EXTRACTED DATA
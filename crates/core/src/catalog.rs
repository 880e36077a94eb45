use std::collections::BTreeSet;
use std::fs::File;
use std::io::Read;
use std::path::{Path, PathBuf};

use thiserror::Error;
use tracing::{info, warn};

use crate::models::ReferenceCatalog;

const LABEL_DELIMITER: &str = " (";

const NULL_MARKERS: &[&str] = &[
    "#N/A", "#N/A N/A", "#NA", "-1.#IND", "-1.#QNAN", "-NaN", "-nan", "1.#IND", "1.#QNAN",
    "<NA>", "N/A", "NA", "NULL", "NaN", "None", "n/a", "nan", "null",
];

#[derive(Debug, Error)]
pub enum CatalogLoadError {
    #[error("failed reading {}: {source}", path.display())]
    Unreadable {
        path: PathBuf,
        source: std::io::Error,
    },
    #[error("failed parsing {}{}: {reason}", path.display(), line_suffix(*line))]
    Malformed {
        path: PathBuf,
        line: Option<u64>,
        reason: String,
    },
    #[error("{} has no `{column}` column", path.display())]
    MissingColumn { path: PathBuf, column: &'static str },
}

impl CatalogLoadError {
    pub fn is_source_failure(&self) -> bool {
        !matches!(self, Self::MissingColumn { .. })
    }
}

fn line_suffix(line: Option<u64>) -> String {
    line.map(|line| format!(" (line {line})")).unwrap_or_default()
}

#[derive(Debug)]
pub struct CatalogLoad {
    pub catalog: ReferenceCatalog,
    pub issues: Vec<CatalogLoadError>,
}

impl CatalogLoad {
    pub fn is_degraded(&self) -> bool {
        !self.issues.is_empty()
    }

    pub fn warnings(&self) -> Vec<String> {
        self.issues.iter().map(ToString::to_string).collect()
    }
}

pub fn location_name(label: &str) -> &str {
    match label.split_once(LABEL_DELIMITER) {
        Some((name, _)) => name,
        None => label,
    }
}

pub fn normalize_header(header: &str) -> String {
    header.trim().to_lowercase()
}

pub fn load_catalog(flights: impl AsRef<Path>, hotels: impl AsRef<Path>) -> CatalogLoad {
    let mut issues = Vec::new();

    let flight_columns = read_file(flights.as_ref(), &["from", "to"], &mut issues);
    let hotel_columns = read_file(hotels.as_ref(), &["place"], &mut issues);

    finish(flight_columns, hotel_columns, issues)
}

pub fn load_catalog_from_readers<F, H>(flights: F, hotels: H) -> CatalogLoad
where
    F: Read,
    H: Read,
{
    let mut issues = Vec::new();

    let flight_columns = read_source(flights, Path::new("<flights>"), &["from", "to"], &mut issues);
    let hotel_columns = read_source(hotels, Path::new("<hotels>"), &["place"], &mut issues);

    finish(flight_columns, hotel_columns, issues)
}

fn finish(
    flight_columns: Vec<Option<BTreeSet<String>>>,
    hotel_columns: Vec<Option<BTreeSet<String>>>,
    issues: Vec<CatalogLoadError>,
) -> CatalogLoad {
    let mut flight_columns = flight_columns.into_iter();
    let origins = flight_columns.next().flatten().unwrap_or_default();
    let destinations = flight_columns.next().flatten().unwrap_or_default();
    let stay_places = hotel_columns.into_iter().next().flatten().unwrap_or_default();

    for issue in &issues {
        warn!(error = %issue, "reference catalog degraded");
    }

    let catalog = ReferenceCatalog::new(origins, destinations, stay_places);
    info!(
        origins = catalog.origins().len() - 1,
        destinations = catalog.destinations().len() - 1,
        stay_places = catalog.stay_places().len() - 1,
        issues = issues.len(),
        "reference catalog loaded"
    );

    CatalogLoad { catalog, issues }
}

fn read_file(
    path: &Path,
    columns: &[&'static str],
    issues: &mut Vec<CatalogLoadError>,
) -> Vec<Option<BTreeSet<String>>> {
    match File::open(path) {
        Ok(file) => read_source(file, path, columns, issues),
        Err(source) => {
            issues.push(CatalogLoadError::Unreadable {
                path: path.to_path_buf(),
                source,
            });
            vec![None; columns.len()]
        }
    }
}

fn read_source<R: Read>(
    reader: R,
    path: &Path,
    columns: &[&'static str],
    issues: &mut Vec<CatalogLoadError>,
) -> Vec<Option<BTreeSet<String>>> {
    match collect_locations(reader, path, columns) {
        Ok(sets) => {
            for (column, set) in columns.iter().copied().zip(&sets) {
                if set.is_none() {
                    issues.push(CatalogLoadError::MissingColumn {
                        path: path.to_path_buf(),
                        column,
                    });
                }
            }
            sets
        }
        Err(error) => {
            issues.push(error);
            vec![None; columns.len()]
        }
    }
}

fn collect_locations<R: Read>(
    reader: R,
    path: &Path,
    columns: &[&'static str],
) -> Result<Vec<Option<BTreeSet<String>>>, CatalogLoadError> {
    let mut csv_reader = csv::ReaderBuilder::new().flexible(true).from_reader(reader);

    let headers = csv_reader
        .headers()
        .map_err(|err| malformed(path, err))?
        .clone();
    if headers.is_empty() {
        return Err(CatalogLoadError::Malformed {
            path: path.to_path_buf(),
            line: None,
            reason: "no columns to parse".to_string(),
        });
    }

    let indices = columns
        .iter()
        .map(|column| {
            headers
                .iter()
                .position(|header| normalize_header(header) == *column)
        })
        .collect::<Vec<_>>();
    let mut sets = vec![BTreeSet::new(); columns.len()];

    for record in csv_reader.records() {
        let record = record.map_err(|err| malformed(path, err))?;
        // Short rows are padded with nulls, long rows are rejected.
        if record.len() > headers.len() {
            return Err(CatalogLoadError::Malformed {
                path: path.to_path_buf(),
                line: record.position().map(|pos| pos.line()),
                reason: format!(
                    "expected {} fields, saw {}",
                    headers.len(),
                    record.len()
                ),
            });
        }

        for (set, index) in sets.iter_mut().zip(&indices) {
            let Some(index) = index else {
                continue;
            };
            if let Some(label) = record.get(*index).filter(|cell| !is_null(cell)) {
                set.insert(location_name(label).to_string());
            }
        }
    }

    Ok(indices
        .into_iter()
        .zip(sets)
        .map(|(index, set)| index.map(|_| set))
        .collect())
}

fn is_null(cell: &str) -> bool {
    cell.trim().is_empty() || NULL_MARKERS.contains(&cell)
}

fn malformed(path: &Path, err: csv::Error) -> CatalogLoadError {
    CatalogLoadError::Malformed {
        path: path.to_path_buf(),
        line: err.position().map(|pos| pos.line()),
        reason: err.to_string(),
    }
}

#[cfg(test)]
mod tests {
    use super::*;
    use crate::models::{LOCATION_SENTINEL, PLACE_SENTINEL};

    const FLIGHTS: &str = "\
travelCode, From ,TO,flightType,price
0,Recife (PE),Florianopolis (SC),firstClass,1434.38
1,Florianopolis (SC),Recife (PE),firstClass,1292.29
2,Brasilia (DF),Florianopolis (SC),economic,1000
3,Aracaju (SE),,premium,700
4,Recife (PE)
";

    const HOTELS: &str = "\
travelCode,userCode,name,Place,days
0,0,Hotel A,Florianopolis (SC),4
1,0,Hotel K,Salvador (BH),2
2,1,Hotel K,Salvador (BH),3
3,1,Hotel Z,NaN,1
";

    #[test]
    fn strips_parenthesised_codes() {
        assert_eq!(location_name("Paris (CDG)"), "Paris");
        assert_eq!(location_name("Sao Paulo (SP) (Centro)"), "Sao Paulo");
        assert_eq!(location_name("Lisbon"), "Lisbon");
        assert_eq!(location_name("Rome(FCO)"), "Rome(FCO)");
    }

    #[test]
    fn derives_sorted_distinct_choices() {
        let load = load_catalog_from_readers(FLIGHTS.as_bytes(), HOTELS.as_bytes());
        assert!(!load.is_degraded(), "{:?}", load.issues);

        assert_eq!(
            load.catalog.origins(),
            [LOCATION_SENTINEL, "Aracaju", "Brasilia", "Florianopolis", "Recife"]
        );
        assert_eq!(
            load.catalog.destinations(),
            [LOCATION_SENTINEL, "Florianopolis", "Recife"]
        );
        assert_eq!(
            load.catalog.stay_places(),
            [PLACE_SENTINEL, "Florianopolis", "Salvador"]
        );
    }

    #[test]
    fn missing_column_degrades_only_that_field() {
        let flights = "from,price\nParis (CDG),100\n";
        let load = load_catalog_from_readers(flights.as_bytes(), HOTELS.as_bytes());

        assert_eq!(load.catalog.origins(), [LOCATION_SENTINEL, "Paris"]);
        assert_eq!(load.catalog.destinations(), [LOCATION_SENTINEL]);
        assert_eq!(load.issues.len(), 1);
        assert!(matches!(
            load.issues[0],
            CatalogLoadError::MissingColumn { column: "to", .. }
        ));
        assert!(!load.issues[0].is_source_failure());
    }

    #[test]
    fn unreadable_flights_leave_hotels_intact() {
        let hotels = std::env::temp_dir().join("expense-core-missing-flights-hotels.csv");
        std::fs::write(&hotels, HOTELS).unwrap();

        let load = load_catalog("/definitely/not/here/flights.csv", &hotels);
        std::fs::remove_file(&hotels).ok();

        assert_eq!(load.catalog.origins(), [LOCATION_SENTINEL]);
        assert_eq!(load.catalog.destinations(), [LOCATION_SENTINEL]);
        assert_eq!(
            load.catalog.stay_places(),
            [PLACE_SENTINEL, "Florianopolis", "Salvador"]
        );
        assert!(matches!(
            load.issues.as_slice(),
            [CatalogLoadError::Unreadable { .. }]
        ));
    }

    #[test]
    fn overlong_row_fails_the_whole_table() {
        let flights = "from,to\nParis (CDG),Tokyo (HND)\nRome (FCO),Oslo (OSL),extra\n";
        let load = load_catalog_from_readers(flights.as_bytes(), HOTELS.as_bytes());

        assert_eq!(load.catalog.origins(), [LOCATION_SENTINEL]);
        assert_eq!(load.catalog.destinations(), [LOCATION_SENTINEL]);
        assert_eq!(load.catalog.stay_places().len(), 3);
        assert!(matches!(
            load.issues.as_slice(),
            [CatalogLoadError::Malformed { line: Some(3), .. }]
        ));
    }

    #[test]
    fn sentinel_labels_in_data_are_not_listed_twice() {
        let flights = "from,to\nSelect a location (XX),Paris (CDG)\nParis (CDG),Select a location\n";
        let hotels = "place\nSelect a place (YY)\nRome (FCO)\n";
        let load = load_catalog_from_readers(flights.as_bytes(), hotels.as_bytes());

        assert_eq!(load.catalog.origins(), [LOCATION_SENTINEL, "Paris"]);
        assert_eq!(load.catalog.destinations(), [LOCATION_SENTINEL, "Paris"]);
        assert_eq!(load.catalog.stay_places(), [PLACE_SENTINEL, "Rome"]);
    }

    #[test]
    fn na_markers_are_treated_as_empty() {
        let hotels = "place\n#NA\n-nan\n1.#QNAN\n#N/A N/A\nRome (FCO)\n";
        let load = load_catalog_from_readers(FLIGHTS.as_bytes(), hotels.as_bytes());
        assert_eq!(load.catalog.stay_places(), [PLACE_SENTINEL, "Rome"]);
    }

    #[test]
    fn empty_table_is_malformed() {
        let load = load_catalog_from_readers("".as_bytes(), "".as_bytes());
        assert_eq!(load.issues.len(), 2);
        assert!(load.issues.iter().all(CatalogLoadError::is_source_failure));
        assert_eq!(load.catalog, ReferenceCatalog::sentinel_only());
    }
}
use std::path::PathBuf;

use axum::body::{to_bytes, Body};
use axum::http::{Request, StatusCode};
use axum::Router;
use expense_api::build_app;
use expense_core::FormBounds;
use expense_estimator::EstimatorConfig;
use serde_json::{json, Value};
use tower::ServiceExt;

fn data_root() -> PathBuf {
    PathBuf::from(env!("CARGO_MANIFEST_DIR")).join("../../data")
}

fn sample_config() -> EstimatorConfig {
    let data = data_root();
    EstimatorConfig {
        flights_csv: data.join("flights.csv"),
        hotels_csv: data.join("hotels.csv"),
        preprocessor_path: data.join("preprocessor.json"),
        model_path: data.join("model.json"),
        enforce_bounds: true,
        bounds: FormBounds::default(),
    }
}

fn recife_to_florianopolis() -> Value {
    json!({
        "hotelNightlyPrice": 100,
        "flightPrice": 500,
        "origin": "Recife",
        "destination": "Florianopolis",
        "days": 3,
        "flightClassLabel": "Business",
        "distanceKm": 400,
        "stayPlace": "Florianopolis"
    })
}

async fn get_json(app: Router, uri: &str) -> (StatusCode, Value) {
    let response = app
        .oneshot(Request::builder().uri(uri).body(Body::empty()).unwrap())
        .await
        .unwrap();
    let status = response.status();
    let bytes = to_bytes(response.into_body(), usize::MAX).await.unwrap();
    (status, serde_json::from_slice(&bytes).unwrap())
}

async fn post_estimate(app: Router, body: Value) -> (StatusCode, Value) {
    let request = Request::builder()
        .method("POST")
        .uri("/v1/estimate")
        .header("content-type", "application/json")
        .body(Body::from(body.to_string()))
        .unwrap();

    let response = app.oneshot(request).await.unwrap();
    let status = response.status();
    let bytes = to_bytes(response.into_body(), usize::MAX).await.unwrap();
    (status, serde_json::from_slice(&bytes).unwrap())
}

#[tokio::test]
async fn health_reports_loaded_model() {
    let (status, payload) = get_json(build_app(&sample_config()), "/health").await;

    assert_eq!(status, StatusCode::OK);
    assert_eq!(payload["status"], "ok");
    assert_eq!(payload["model_available"], true);
    assert!(payload.get("model_error").is_none());
    assert!(payload["catalog_issues"].as_array().unwrap().is_empty());
}

#[tokio::test]
async fn form_lists_sorted_cities_behind_sentinels() {
    let (status, payload) = get_json(build_app(&sample_config()), "/v1/form").await;
    assert_eq!(status, StatusCode::OK);

    let origins: Vec<&str> = payload["origins"]
        .as_array()
        .unwrap()
        .iter()
        .map(|value| value.as_str().unwrap())
        .collect();
    assert_eq!(origins[0], "Select a location");
    assert!(origins.contains(&"Recife"));
    assert!(origins[1..].windows(2).all(|pair| pair[0] < pair[1]));

    assert_eq!(payload["stayPlaces"][0], "Select a place");
    assert_eq!(
        payload["flightClasses"],
        json!(["Select a flight type", "Economy", "Business", "First Class"])
    );
}

#[tokio::test]
async fn estimate_runs_the_linear_model() {
    let (status, payload) =
        post_estimate(build_app(&sample_config()), recife_to_florianopolis()).await;

    assert_eq!(status, StatusCode::OK, "{payload}");
    assert_eq!(payload["status"], "estimate");
    // 1650 intercept, -500 flight, -15 distance, -225 hotel total
    let estimate = payload["estimate"].as_f64().unwrap();
    assert!((estimate - 910.0).abs() < 0.01, "{estimate}");
    assert_eq!(
        payload["display"],
        "Estimated Total Travel Expense: $ 910.00"
    );
}

#[tokio::test]
async fn unset_dropdowns_are_rejected() {
    let mut body = recife_to_florianopolis();
    body["destination"] = json!("Select a location");
    body["stayPlace"] = json!("Select a place");

    let (status, payload) = post_estimate(build_app(&sample_config()), body).await;

    assert_eq!(status, StatusCode::UNPROCESSABLE_ENTITY);
    assert_eq!(payload["status"], "incomplete");
    assert_eq!(
        payload["incompleteFields"],
        json!(["destination", "stayPlace"])
    );
    assert_eq!(
        payload["message"],
        "Please select valid From, To, and Place of Stay locations."
    );
}

#[tokio::test]
async fn unseen_city_is_a_prediction_failure() {
    let mut body = recife_to_florianopolis();
    body["destination"] = json!("Manaus");

    let (status, payload) = post_estimate(build_app(&sample_config()), body).await;

    assert_eq!(status, StatusCode::INTERNAL_SERVER_ERROR);
    assert_eq!(payload["status"], "error");
    let message = payload["message"].as_str().unwrap();
    assert!(message.starts_with("Prediction failed:"), "{message}");
    assert!(message.contains("Manaus"), "{message}");
}

#[tokio::test]
async fn missing_artifacts_degrade_instead_of_crashing() {
    let config = EstimatorConfig {
        flights_csv: "/missing/flights.csv".into(),
        hotels_csv: "/missing/hotels.csv".into(),
        preprocessor_path: "/missing/preprocessor.json".into(),
        model_path: "/missing/model.json".into(),
        ..sample_config()
    };

    let (status, health) = get_json(build_app(&config), "/health").await;
    assert_eq!(status, StatusCode::OK);
    assert_eq!(health["status"], "degraded");
    assert_eq!(health["model_available"], false);
    assert_eq!(health["catalog_issues"].as_array().unwrap().len(), 2);
    assert!(health["model_error"]
        .as_str()
        .unwrap()
        .contains("/missing/preprocessor.json"));

    let (_, form) = get_json(build_app(&config), "/v1/form").await;
    assert_eq!(form["origins"], json!(["Select a location"]));

    let (status, payload) = post_estimate(build_app(&config), recife_to_florianopolis()).await;
    assert_eq!(status, StatusCode::SERVICE_UNAVAILABLE);
    assert_eq!(payload["status"], "error");
}

#[tokio::test]
async fn undecodable_fields_get_an_error_payload() {
    for (field, value) in [("hotelNightlyPrice", json!(-5)), ("days", json!(2.5))] {
        let mut body = recife_to_florianopolis();
        body[field] = value;

        let (status, payload) = post_estimate(build_app(&sample_config()), body).await;

        assert_eq!(status, StatusCode::UNPROCESSABLE_ENTITY, "{field}");
        assert_eq!(payload["status"], "error");
        let message = payload["message"].as_str().unwrap();
        assert!(message.starts_with("Invalid submission:"), "{message}");
        assert!(message.contains(field), "{message}");
    }
}

#[tokio::test]
async fn broken_json_gets_an_error_payload() {
    let request = Request::builder()
        .method("POST")
        .uri("/v1/estimate")
        .header("content-type", "application/json")
        .body(Body::from("{\"origin\": "))
        .unwrap();

    let response = build_app(&sample_config()).oneshot(request).await.unwrap();
    assert_eq!(response.status(), StatusCode::BAD_REQUEST);

    let bytes = to_bytes(response.into_body(), usize::MAX).await.unwrap();
    let payload: Value = serde_json::from_slice(&bytes).unwrap();
    assert_eq!(payload["status"], "error");
}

WHAT TO WORK ON
Go through the material above and return each line that holds the word "message".

SOLVED EXERCISE
        payload["message"],
    let message = payload["message"].as_str().unwrap();
    assert!(message.starts_with("Prediction failed:"), "{message}");
    assert!(message.contains("Manaus"), "{message}");
        let message = payload["message"].as_str().unwrap();
        assert!(message.starts_with("Invalid submission:"), "{message}");
        assert!(message.contains(field), "{message}");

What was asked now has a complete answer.